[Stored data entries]
- - - -
//! Socket coupling with an external orchestrator.
//!
//! The host is the client: it connects once, then every communication
//! interval sends its outputs with the previous simulation time and blocks
//! until the orchestrator answers with the values to apply.

pub mod client;
pub mod codec;
pub mod descriptor;

use std::path::Path;

use crate::error::SocketError;

pub use client::SocketClient;
pub use codec::Message;
pub use descriptor::{ReceivedVariable, SentVariable, SocketDescriptor, VariableMap};

/// Sent on close when the host reached the end of its simulation.
pub const FLAG_END_OF_SIMULATION: i32 = 1;
/// Sent on close when the host stops because of an error of its own.
pub const FLAG_HOST_ERROR: i32 = -1;
/// Sent when a fatal error occurs before the first exchange.
pub const FLAG_ERROR_BEFORE_START: i32 = -10;
/// Sent when a fatal error occurs after exchanges started.
pub const FLAG_ERROR_WHILE_RUNNING: i32 = -20;

/// Progress of the exchange with the peer.
#[derive(Debug, Clone, Copy, PartialEq, Eq, Default)]
pub enum SimulationStatus {
    #[default]
    NotStarted,
    Running,
    Terminated,
}

/// The single connection of a run plus its termination bookkeeping.
#[derive(Debug, Default)]
pub struct SocketSession {
    client: Option<SocketClient>,
    /// Set once the peer signalled the end of communication; never cleared.
    pub no_more_values: bool,
    pub errors_found: bool,
    pub status: SimulationStatus,
    shown_continue_warning: bool,
}

impl SocketSession {
    pub fn new() -> Self {
        Self::default()
    }

    pub fn is_connected(&self) -> bool {
        self.client.is_some()
    }

    /// Connects using the descriptor at `path`.
    ///
    /// # Errors
    ///
    /// [`SocketError::DescriptorNotFound`] if the descriptor is absent,
    /// otherwise any descriptor or connection failure.
    pub fn connect(&mut self, path: &Path) -> Result<(), SocketError> {
        let descriptor = SocketDescriptor::from_file(path)?;
        self.client = Some(SocketClient::connect(&descriptor)?);
        Ok(())
    }

    /// One round trip. The first call marks the session running.
    ///
    /// # Errors
    ///
    /// [`SocketError::Closed`] without a connection, otherwise any failure of
    /// the round trip.
    pub fn exchange(&mut self, time: f64, values: &[f64]) -> Result<Message, SocketError> {
        let client = self.client.as_mut().ok_or(SocketError::Closed)?;
        self.status = SimulationStatus::Running;
        client.exchange(time, values)
    }

    /// Records that the peer ended the exchange.
    pub fn stop_receiving(&mut self) {
        self.no_more_values = true;
    }

    /// Returns `true` exactly once after the peer stopped sending values.
    pub fn take_continue_warning(&mut self) -> bool {
        if self.no_more_values && !self.shown_continue_warning {
            self.shown_continue_warning = true;
            return true;
        }
        false
    }

    /// Best-effort notice that the host is stopping on an error.
    ///
    /// The code tells the peer whether exchanges had started. Nothing is sent
    /// without a connection.
    pub fn notify_error(&mut self) {
        self.errors_found = true;
        let Some(client) = self.client.as_mut() else {
            return;
        };
        let flag = match self.status {
            SimulationStatus::NotStarted => FLAG_ERROR_BEFORE_START,
            _ => FLAG_ERROR_WHILE_RUNNING,
        };
        if let Err(e) = client.send_flag(flag) {
            log::error!("external interface not found; could not send flag {flag}: {e}");
        }
    }

    /// Sends `flag` and releases the connection.
    ///
    /// Without an open connection one attempt is made to connect through
    /// `descriptor`, so a peer that started the host is not left waiting.
    pub fn close(&mut self, flag: i32, descriptor: &Path) {
        if self.client.is_none() && descriptor.exists() {
            if let Err(e) = self.connect(descriptor) {
                log::warn!("cannot reach the external interface to report flag {flag}: {e}");
            }
        }
        if let Some(mut client) = self.client.take() {
            if let Err(e) = client.send_flag(flag) {
                log::warn!("could not send flag {flag} to the external interface: {e}");
            }
        }
        self.status = SimulationStatus::Terminated;
    }
}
- - - -
**Task brief:** Copy exactly the lines that run from the first line of the data to the line containing "of its simulation.", please, with both ends included and nothing else.

**Solution:**
//! Socket coupling with an external orchestrator.
//!
//! The host is the client: it connects once, then every communication
//! interval sends its outputs with the previous simulation time and blocks
//! until the orchestrator answers with the values to apply.

pub mod client;
pub mod codec;
pub mod descriptor;

use std::path::Path;

use crate::error::SocketError;

pub use client::SocketClient;
pub use codec::Message;
pub use descriptor::{ReceivedVariable, SentVariable, SocketDescriptor, VariableMap};

/// Sent on close when the host reached the end of its simulation.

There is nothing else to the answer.